# [DESCRIPTION OF THE TASK]
Retype exactly the lines that run from the start of the data to the line holding "Size and capability", including both, and only those.

# [DATA FOR PROCESSING]
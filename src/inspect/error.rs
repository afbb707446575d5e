//! Structured errors returned by every inspection operation
//!
//! Each error carries a stable `E_*` code, a message and an actionable hint.
//! Size and capability errors also carry a machine-readable [`Suggestion`].

use std::fmt;

use serde::{Deserialize, Serialize};
use serde_json::json;

use crate::common::Error;

/// Result type for inspection operations
pub type InspectResult<T> = std::result::Result<T, InspectError>;

/// Stable error codes, serialized as `E_*` strings
#[derive(Debug, Clone, Copy, PartialEq, Eq, Hash, Serialize, Deserialize)]
pub enum ErrorCode {
    #[serde(rename = "E_NO_SESSION")]
    NoSession,
    #[serde(rename = "E_NOT_PAUSED")]
    NotPaused,
    #[serde(rename = "E_INVALID_PARAMS")]
    InvalidParams,
    #[serde(rename = "E_MISSING_REQUIRED_PARAM")]
    MissingRequiredParam,
    #[serde(rename = "E_LARGE_DATA")]
    LargeData,
    #[serde(rename = "E_MEMORY_BUDGET_EXCEEDED")]
    MemoryBudgetExceeded,
    #[serde(rename = "E_UNSUPPORTED_LANGUAGE")]
    UnsupportedLanguage,
    #[serde(rename = "E_NO_THREADS")]
    NoThreads,
    #[serde(rename = "E_NO_STACK")]
    NoStack,
    #[serde(rename = "E_NO_FRAMES")]
    NoFrames,
    #[serde(rename = "E_INVALID_REFERENCE")]
    InvalidReference,
    #[serde(rename = "E_STALE_REFERENCE")]
    StaleReference,
    #[serde(rename = "E_MODIFICATION_FAILED")]
    ModificationFailed,
    #[serde(rename = "E_READ_ONLY")]
    ReadOnly,
    #[serde(rename = "E_UNSUPPORTED_OPERATION")]
    UnsupportedOperation,
    #[serde(rename = "E_EVALUATE_FAILED")]
    EvaluateFailed,
    #[serde(rename = "E_NOT_EXPANDABLE")]
    NotExpandable,
    #[serde(rename = "E_BUSY")]
    Busy,
    #[serde(rename = "E_UNSUPPORTED_CAPABILITY")]
    UnsupportedCapability,
    #[serde(rename = "E_SESSION_TERMINATED")]
    SessionTerminated,
    #[serde(rename = "E_UNKNOWN")]
    Unknown,
    #[serde(rename = "E_INTERNAL")]
    Internal,
}
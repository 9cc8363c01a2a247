//! Adapters between files/services and the in-memory pipeline

pub mod export;
pub mod field;
pub mod raster;
pub mod wcs;

pub use export::{write_json_file, write_results, write_results_file, RESULT_COLUMNS};
pub use field::{read_corners, read_corners_file, read_stems, read_stems_file};
pub use raster::GeoTiff;
pub use wcs::{Credentials, WcsClient};
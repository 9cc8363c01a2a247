use crate::types::{FieldStem, HeightRaster, LabelGrid, MatchClass, MatchResult, PeakError, PeakResult, Pixel};
use std::collections::BTreeMap;

/// Segment matcher output
#[derive(Debug, Clone)]
pub struct SegmentMatchOutput {
    /// One result per input stem, in input order
    pub results: Vec<MatchResult>,
    /// Peaks on background, not attached to any stem
    pub unmatched_peaks: Vec<Pixel>,
}

impl SegmentMatchOutput {
    pub fn count(&self, class: MatchClass) -> usize {
        self.results.iter().filter(|r| r.class == class).count()
    }
}

/// Assign stems to crowns.
///
/// Stems and peaks are grouped by the crown they fall on. A crown holding
/// exactly one stem and one peak is a match; its height is the tallest raster
/// cell inside the crown and the treetop sits on that cell. All stems of any
/// other crown are unmatched. Stems outside the grid or on background get
/// `NoRegion`. `raster` must cover the same grid as `labels`.
pub fn match_stems_to_segments(
    labels: &LabelGrid,
    peaks: &[Pixel],
    stems: &[FieldStem],
    raster: &HeightRaster,
) -> PeakResult<SegmentMatchOutput> {
    if labels.dim() != raster.shape() {
        return Err(PeakError::ShapeMismatch {
            surface: raster.shape(),
            ground: labels.dim(),
        });
    }

    // crown -> number of peaks
    let mut peaks_by_label: BTreeMap<u32, usize> = BTreeMap::new();
    let mut unmatched_peaks = Vec::new();
    for &px in peaks {
        match labels.get(px).copied().unwrap_or(0) {
            0 => unmatched_peaks.push(px),
            label => *peaks_by_label.entry(label).or_default() += 1,
        }
    }

    // crown -> stem indices
    let mut stems_by_label: BTreeMap<u32, Vec<usize>> = BTreeMap::new();
    let mut results: Vec<MatchResult> = stems
        .iter()
        .map(|s| MatchResult::unmatched(*s, MatchClass::NoRegion))
        .collect();
    for (i, stem) in stems.iter().enumerate() {
        let label = raster
            .pixel_of(stem.x, stem.y)
            .map_or(0, |px| labels[px]);
        if label != 0 {
            stems_by_label.entry(label).or_default().push(i);
        }
    }

    // crowns eligible for a one-to-one match
    let mut apex: BTreeMap<u32, Option<(Pixel, f64)>> = BTreeMap::new();
    for (&label, members) in &stems_by_label {
        if members.len() == 1 && peaks_by_label.get(&label) == Some(&1) {
            apex.insert(label, None);
        } else {
            for &i in members {
                results[i].class = MatchClass::Unmatched;
            }
        }
    }

    // tallest valid cell per eligible crown, first in row-major order on ties
    if !apex.is_empty() {
        for (px, &label) in labels.indexed_iter() {
            let Some(best) = apex.get_mut(&label) else {
                continue;
            };
            let Some(h) = raster.value(px.0, px.1) else {
                continue;
            };
            if best.map_or(true, |(_, bh)| h > bh) {
                *best = Some((px, h));
            }
        }
    }

    for (label, best) in &apex {
        let i = stems_by_label[label][0];
        match best {
            Some(((row, col), h)) => {
                results[i].treetop = Some(raster.transform.pixel_center(*row, *col));
                results[i].height = Some(*h);
                results[i].class = MatchClass::Matched;
            }
            None => {
                log::warn!("Crown {} has no valid height, stem left unmatched", label);
                results[i].class = MatchClass::Unmatched;
            }
        }
    }

    let out = SegmentMatchOutput {
        results,
        unmatched_peaks,
    };
    log::info!(
        "Segment matching: {} matched, {} unmatched, {} without crown",
        out.count(MatchClass::Matched),
        out.count(MatchClass::Unmatched),
        out.count(MatchClass::NoRegion)
    );
    log::debug!("{} peaks on background", out.unmatched_peaks.len());
    Ok(out)
}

# [THE ANSWER]
filename src/inspect/error.rs
repository afbb707446575d5e
//! Structured errors returned by every inspection operation
//!
//! Each error carries a stable `E_*` code, a message and an actionable hint.
//! Size and capability errors also carry a machine-readable [`Suggestion`].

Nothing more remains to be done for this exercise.